Dubaiweek.ae editor Jane O’Neill once tried to make zoodles from a cucumber and had to ask the internet how to turn on her oven. So we sent her on a cooking course…
Luckily in Dubai you can exist perfectly well without even donning an apron. But every fully-functional grown-up should have few kitchen skills in their back pocket. So a friend and I took a crash course in healthy cooking at Culinary Boutique.
The Jumeirah Beach Road venue is a massive hit with people who also don’t cook. The Scandinavian-inspired two-storey building has barely been empty from 8am every day since Emirati entrepreneur Hessa Al Qassim opened for business in January.
While dishes fly out of the kitchen downstairs, upstairs there’s a more gentle pace. Chef Julius Mutava presides over more than 100 cookery courses, teaching the art of everything from knife work to traditional Emirati dishes.
He’s a happy soul, born and trained in Kenya, who has worked in kitchens around the world. His grin barely falters when I confide my signature dish is scrambled eggs, done in the microwave.
I don’t spot a microwave in the gleaming classroom/kitchen, but it is kitted out with everything a real cook needs – a centre island contains four gas cookers and rings and each would-be chef has their own fridge and worktop area. Very handy and well equipped.
Even more handy, we find, is second-in-command Chef Dan, who quietly and efficiently stops pans from boiling over and magics away dirty dishes. That’s our kind of kitchen.

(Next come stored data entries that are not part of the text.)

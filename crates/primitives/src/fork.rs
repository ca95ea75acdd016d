use std::string::String;

/// A fork definition extracted from an L1 event.
#[derive(Debug, Clone, Default, PartialEq, Eq)]
#[cfg_attr(feature = "serde", derive(serde::Serialize, serde::Deserialize))]
pub struct ForkId {
    /// The last batch sequenced under the previous fork, zero for the
    /// initial definition.
    pub batch_number: u64,
    /// The fork identifier.
    pub fork_id: u64,
    /// The human-readable version string, empty when the event carries none.
    pub version: String,
}

/// The batch-number range a fork applies to.
///
/// In a list returned by the fork history reader, intervals are contiguous:
/// each interval ends one batch before the next begins, and the last is open
/// ended at [`u64::MAX`].
#[derive(Debug, Clone, Default, PartialEq, Eq)]
#[cfg_attr(feature = "serde", derive(serde::Serialize, serde::Deserialize))]
pub struct ForkIdInterval {
    /// The first batch number the fork applies to.
    pub from_batch_number: u64,
    /// The last batch number the fork applies to.
    pub to_batch_number: u64,
    /// The fork identifier.
    pub fork_id: u64,
    /// The human-readable version string.
    pub version: String,
    /// The L1 block number the fork definition was emitted at.
    pub block_number: u64,
}

impl core::fmt::Display for ForkIdInterval {
    fn fmt(&self, f: &mut core::fmt::Formatter<'_>) -> core::fmt::Result {
        write!(
            f,
            "ForkIdInterval {{ fork: {}, batches: [{}, {}], block: {} }}",
            self.fork_id, self.from_batch_number, self.to_batch_number, self.block_number
        )
    }
}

When Julius introduces the three dishes we’re going to cook – squash quinoa patties, pan-seared sea bass with cauliflower puree and citrus balsamic glazed tofu – they seem an unimaginable amount for a) a three-hour class b) a lifetime spent eating other people’s creations.
But our instructor is so charming and his instructions so clear that it’s pretty much a seamless session. There’s no cutting corners – not much is prepared, although Julius concedes that Dan filleted the seabass in advance, as he has know students to, erm, violently part with their stomach contents during the process.

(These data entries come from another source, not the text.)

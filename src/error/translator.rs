//! Failure classification into the wire envelope

use super::{codes, AppError, ErrorEnvelope};
use axum::http::StatusCode;
use serde_json::json;

/// Taxonomy branch a failure falls into.
#[derive(Debug, Clone, Copy, PartialEq, Eq)]
pub enum ErrorKind {
    Application,
    Validation,
    Storage,
    Unknown,
}

impl ErrorKind {
    pub fn as_str(&self) -> &'static str {
        match self {
            ErrorKind::Application => "application",
            ErrorKind::Validation => "validation",
            ErrorKind::Storage => "storage",
            ErrorKind::Unknown => "unknown",
        }
    }

    /// Storage and unknown failures count towards error alerts.
    pub fn is_unexpected(&self) -> bool {
        matches!(self, ErrorKind::Storage | ErrorKind::Unknown)
    }
}

impl AppError {
    pub fn kind(&self) -> ErrorKind {
        match self {
            AppError::Unauthorized(_)
            | AppError::Forbidden(_)
            | AppError::NotFound(_)
            | AppError::Conflict(_)
            | AppError::BadRequest(_)
            | AppError::Business { .. } => ErrorKind::Application,
            AppError::Validation { .. } => ErrorKind::Validation,
            AppError::Storage(_) => ErrorKind::Storage,
            AppError::Internal(_) | AppError::Panic(_) => ErrorKind::Unknown,
        }
    }
}

/// Pure mapping from a failure to `(status, envelope)`.
///
/// Internal detail (storage messages, error chains, panic payloads) is only
/// exposed when `debug` is set.
#[derive(Debug, Clone, Copy, Default)]
pub struct ErrorTranslator {
    debug: bool,
}

impl ErrorTranslator {
    pub fn new(debug: bool) -> Self {
        Self { debug }
    }

    pub fn translate(&self, error: &AppError, trace_id: Option<&str>) -> (StatusCode, ErrorEnvelope) {
        let envelope = match error {
            AppError::Unauthorized(msg) => ErrorEnvelope::new(codes::AUTHENTICATION, msg.clone()),
            AppError::Forbidden(msg) => ErrorEnvelope::new(codes::AUTHORIZATION, msg.clone()),
            AppError::NotFound(msg) => ErrorEnvelope::new(codes::NOT_FOUND, msg.clone()),
            AppError::Conflict(msg) => ErrorEnvelope::new(codes::CONFLICT, msg.clone()),
            AppError::BadRequest(msg) => ErrorEnvelope::new(codes::BUSINESS, msg.clone()),
            AppError::Business {
                code,
                message,
                details,
                ..
            } => ErrorEnvelope {
                error_code: *code,
                message: message.clone(),
                details: details.clone(),
                trace_id: None,
            },
            AppError::Validation { message, details } => ErrorEnvelope {
                error_code: codes::VALIDATION,
                message: message.clone(),
                details: details.clone(),
                trace_id: None,
            },
            AppError::Storage(e) => {
                let envelope = ErrorEnvelope::new(codes::STORAGE, "Database error occurred");
                if self.debug {
                    envelope.with_details(json!(e.to_string()))
                } else {
                    envelope
                }
            }
            AppError::Internal(e) => {
                let envelope = ErrorEnvelope::new(codes::INTERNAL, "Internal server error");
                if self.debug {
                    let chain: Vec<String> = e.chain().map(|c| c.to_string()).collect();
                    envelope.with_details(json!({
                        "error": e.to_string(),
                        "chain": chain,
                        "backtrace": e.backtrace().to_string(),
                    }))
                } else {
                    envelope
                }
            }
            AppError::Panic(payload) => {
                let envelope = ErrorEnvelope::new(codes::INTERNAL, "Internal server error");
                if self.debug {
                    envelope.with_details(json!({ "error": payload, "panic": true }))
                } else {
                    envelope
                }
            }
        };

        (
            error.status(),
            envelope.with_trace_id(trace_id.map(String::from)),
        )
    }
}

Instead, we learn to chop garlic properly (press down with the flat knife, hard), ways to dodge sloppy tofu (choose extra firm and chill) and how to avoid disintegrating patties (use a ring mould when you turn, obvs) as we create the three meals.

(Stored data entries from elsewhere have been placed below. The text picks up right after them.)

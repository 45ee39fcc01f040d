//! Access/refresh token lifecycle

use super::{TokenClaims, TokenCodec, TokenError, TokenType};
use crate::clock::Clock;
use crate::config::JwtConfig;
use crate::error::{AppError, Result};
use crate::repository::UserStore;
use chrono::Duration;
use dashmap::DashMap;
use serde::{Deserialize, Serialize};
use std::sync::Arc;
use uuid::Uuid;

/// Revocation entries are pruned once the map grows past this size.
const REVOCATION_PRUNE_THRESHOLD: usize = 10_000;

/// A freshly issued access/refresh pair.
#[derive(Debug, Clone, PartialEq, Serialize, Deserialize)]
pub struct TokenPair {
    pub access_token: String,
    pub refresh_token: String,
    /// Access token lifetime in seconds
    pub expires_in: i64,
}

/// What happens to a refresh token once it has been exchanged.
#[derive(Debug, Clone, Copy, PartialEq, Eq, Default)]
pub enum RefreshPolicy {
    /// Each refresh token is single-use; its `jti` is revoked on exchange.
    #[default]
    Rotate,
    /// Refresh tokens stay valid until they expire.
    Reuse,
}

/// Revoked token ids, each kept until the token would have expired anyway.
#[derive(Debug, Default)]
pub struct RevocationList {
    entries: DashMap<String, i64>,
}

impl RevocationList {
    pub fn new() -> Self {
        Self::default()
    }

    pub fn is_revoked(&self, jti: &str) -> bool {
        self.entries.contains_key(jti)
    }

    /// Record `jti` as revoked. Returns `false` if it already was, which lets
    /// two concurrent exchanges of the same token race to a single winner.
    pub fn revoke(&self, jti: &str, expires_at: i64, now: i64) -> bool {
        if self.entries.len() > REVOCATION_PRUNE_THRESHOLD {
            self.prune(now);
        }
        match self.entries.entry(jti.to_string()) {
            dashmap::mapref::entry::Entry::Occupied(_) => false,
            dashmap::mapref::entry::Entry::Vacant(slot) => {
                slot.insert(expires_at);
                true
            }
        }
    }

    /// Drop entries whose token has expired.
    pub fn prune(&self, now: i64) {
        self.entries.retain(|_, exp| *exp > now);
    }

    pub fn len(&self) -> usize {
        self.entries.len()
    }

    pub fn is_empty(&self) -> bool {
        self.entries.is_empty()
    }
}

/// Positive and representable as a `chrono::Duration`.
fn lifetime(secs: i64) -> std::result::Result<Duration, TokenError> {
    if secs <= 0 {
        return Err(TokenError::InvalidTtl(secs));
    }
    Duration::try_seconds(secs).ok_or(TokenError::InvalidTtl(secs))
}

/// Issues and verifies tokens against an injected clock.
pub struct TokenService {
    codec: TokenCodec,
    clock: Arc<dyn Clock>,
    access_ttl: Duration,
    refresh_ttl: Duration,
    policy: RefreshPolicy,
    revoked: RevocationList,
}

impl TokenService {
    pub fn new(config: &JwtConfig, clock: Arc<dyn Clock>) -> std::result::Result<Self, TokenError> {
        let access_ttl = lifetime(config.access_token_ttl_secs)?;
        let refresh_ttl = lifetime(config.refresh_token_ttl_secs)?;

        Ok(Self {
            codec: TokenCodec::new(config)?,
            clock,
            access_ttl,
            refresh_ttl,
            policy: if config.rotate_refresh_tokens {
                RefreshPolicy::Rotate
            } else {
                RefreshPolicy::Reuse
            },
            revoked: RevocationList::new(),
        })
    }

    pub fn policy(&self) -> RefreshPolicy {
        self.policy
    }

    pub fn access_token_ttl(&self) -> Duration {
        self.access_ttl
    }

    pub fn refresh_token_ttl(&self) -> Duration {
        self.refresh_ttl
    }

    pub fn issue_access_token(
        &self,
        subject: &str,
        ttl: Duration,
    ) -> std::result::Result<String, TokenError> {
        self.issue(subject, TokenType::Access, ttl)
    }

    pub fn issue_refresh_token(
        &self,
        subject: &str,
        ttl: Duration,
    ) -> std::result::Result<String, TokenError> {
        self.issue(subject, TokenType::Refresh, ttl)
    }

    /// Issue an access/refresh pair with the configured lifetimes.
    pub fn issue_pair(&self, subject: &str) -> std::result::Result<TokenPair, TokenError> {
        Ok(TokenPair {
            access_token: self.issue_access_token(subject, self.access_ttl)?,
            refresh_token: self.issue_refresh_token(subject, self.refresh_ttl)?,
            expires_in: self.access_ttl.num_seconds(),
        })
    }

    fn issue(
        &self,
        subject: &str,
        token_type: TokenType,
        ttl: Duration,
    ) -> std::result::Result<String, TokenError> {
        if ttl <= Duration::zero() {
            return Err(TokenError::InvalidTtl(ttl.num_seconds()));
        }
        let now = self.clock.now().timestamp();
        let claims = TokenClaims {
            sub: subject.to_string(),
            iss: self.codec.issuer().to_string(),
            iat: now,
            exp: now.saturating_add(ttl.num_seconds().max(1)),
            token_type,
            jti: Some(Uuid::new_v4().to_string()),
        };
        self.codec.encode(&claims)
    }

    /// Check signature, issuer and expiry. A token is dead from `exp` on.
    pub fn verify(&self, token: &str) -> std::result::Result<TokenClaims, TokenError> {
        let claims = self.codec.decode(token)?;
        if claims.exp <= claims.iat {
            tracing::debug!(sub = %claims.sub, "Token rejected: exp not after iat");
            return Err(TokenError::InvalidToken);
        }
        let now = self.clock.now().timestamp();
        if now >= claims.exp {
            tracing::debug!(sub = %claims.sub, exp = claims.exp, now, "Token rejected: expired");
            return Err(TokenError::InvalidToken);
        }
        Ok(claims)
    }

    /// Verify and require an access token.
    pub fn verify_access(&self, token: &str) -> std::result::Result<TokenClaims, TokenError> {
        self.verify_typed(token, TokenType::Access)
    }

    /// Verify and require a refresh token that has not been exchanged yet.
    pub fn verify_refresh(&self, token: &str) -> std::result::Result<TokenClaims, TokenError> {
        let claims = self.verify_typed(token, TokenType::Refresh)?;
        if self.policy == RefreshPolicy::Rotate {
            match claims.jti.as_deref() {
                Some(jti) if !self.revoked.is_revoked(jti) => {}
                Some(_) => {
                    tracing::debug!(sub = %claims.sub, "Token rejected: refresh token already used");
                    return Err(TokenError::InvalidToken);
                }
                None => {
                    tracing::debug!(sub = %claims.sub, "Token rejected: refresh token without jti");
                    return Err(TokenError::InvalidToken);
                }
            }
        }
        Ok(claims)
    }

    fn verify_typed(
        &self,
        token: &str,
        expected: TokenType,
    ) -> std::result::Result<TokenClaims, TokenError> {
        let claims = self.verify(token)?;
        if claims.token_type != expected {
            tracing::debug!(
                sub = %claims.sub,
                expected = ?expected,
                actual = ?claims.token_type,
                "Token rejected: wrong token type"
            );
            return Err(TokenError::InvalidToken);
        }
        Ok(claims)
    }

    /// Exchange a refresh token for a new pair.
    ///
    /// The subject must still exist and be active. Under
    /// [`RefreshPolicy::Rotate`] the presented token cannot be exchanged again.
    pub async fn refresh<S>(&self, refresh_token: &str, users: &S) -> Result<TokenPair>
    where
        S: UserStore + ?Sized,
    {
        let invalid = || AppError::Unauthorized("Invalid refresh token".to_string());

        let claims = self.verify_refresh(refresh_token).map_err(|_| invalid())?;
        let user_id = Uuid::parse_str(&claims.sub).map_err(|_| invalid())?;

        let user = users.find_by_id(user_id).await?.ok_or_else(invalid)?;
        if !user.is_active {
            tracing::debug!(user_id = %user.id, "Refresh denied for inactive user");
            return Err(invalid());
        }

        if self.policy == RefreshPolicy::Rotate {
            let jti = claims.jti.as_deref().ok_or_else(invalid)?;
            let now = self.clock.now().timestamp();
            if !self.revoked.revoke(jti, claims.exp, now) {
                return Err(invalid());
            }
        }

        Ok(self.issue_pair(&user.id.to_string())?)
    }
}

Half way through the sessions, one of Julius’ younger students pops in to greet him enthusiastically and wave shyly at us.
“I love teaching kids,” he explains, “They pick up so much, and I’m able to tell them about healthy eating, so they can go home and say ‘mum, dad, I don’t want a McDonald’s.'”
As well as the younger generation, Culinary Boutique’s courses are such a hit with local ladies that the restaurant designed a special apron to cover the trailing sleeves of abayas.
“A lot of ladies come because they are moving out of their parents’ house or going away to study, so they want to learn how to cook,” Julius adds.
Some of his students are becoming so good Julius is planning more advanced courses.
We enjoy our meal out on the restaurant’s terrace, each bite tasting all the better for being made by us.
So what culinary masterpiece does Julius whip up at home? “A cheese sandwich!” he laughs, “because when I get in, I’m so tired. I like a Gruyere cheese sandwich, with some good meat.”
Seems I could be a master chef after all.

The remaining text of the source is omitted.